* WORK TASK:
Return exactly the lines of the entries, from the one with "#[derive(Debug, Clone)]" to the last.

* SUPPLIED MATERIAL:
"""
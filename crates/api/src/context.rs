//! Per-request caller identity, inserted by the bearer-token middleware.

use courier_auth::{Principal, PrincipalId, Role};

/// Authenticated console caller, with permissions resolved once per request.
#[derive(Debug, Clone)]
pub struct PrincipalContext(Principal);

impl PrincipalContext {
    pub fn new(principal_id: PrincipalId, roles: Vec<Role>) -> Self {
        Self(Principal::from_roles(principal_id, roles))
    }

    pub fn principal_id(&self) -> &PrincipalId {
        &self.0.principal_id
    }

    pub fn roles(&self) -> &[Role] {
        &self.0.roles
    }

    pub fn principal(&self) -> &Principal {
        &self.0
    }
}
"""
* OUTPUT OF THE EXERCISE:
#[derive(Debug, Clone)]
pub struct PrincipalContext(Principal);

impl PrincipalContext {
    pub fn new(principal_id: PrincipalId, roles: Vec<Role>) -> Self {
        Self(Principal::from_roles(principal_id, roles))
    }

    pub fn principal_id(&self) -> &PrincipalId {
        &self.0.principal_id
    }

    pub fn roles(&self) -> &[Role] {
        &self.0.roles
    }

    pub fn principal(&self) -> &Principal {
        &self.0
    }
}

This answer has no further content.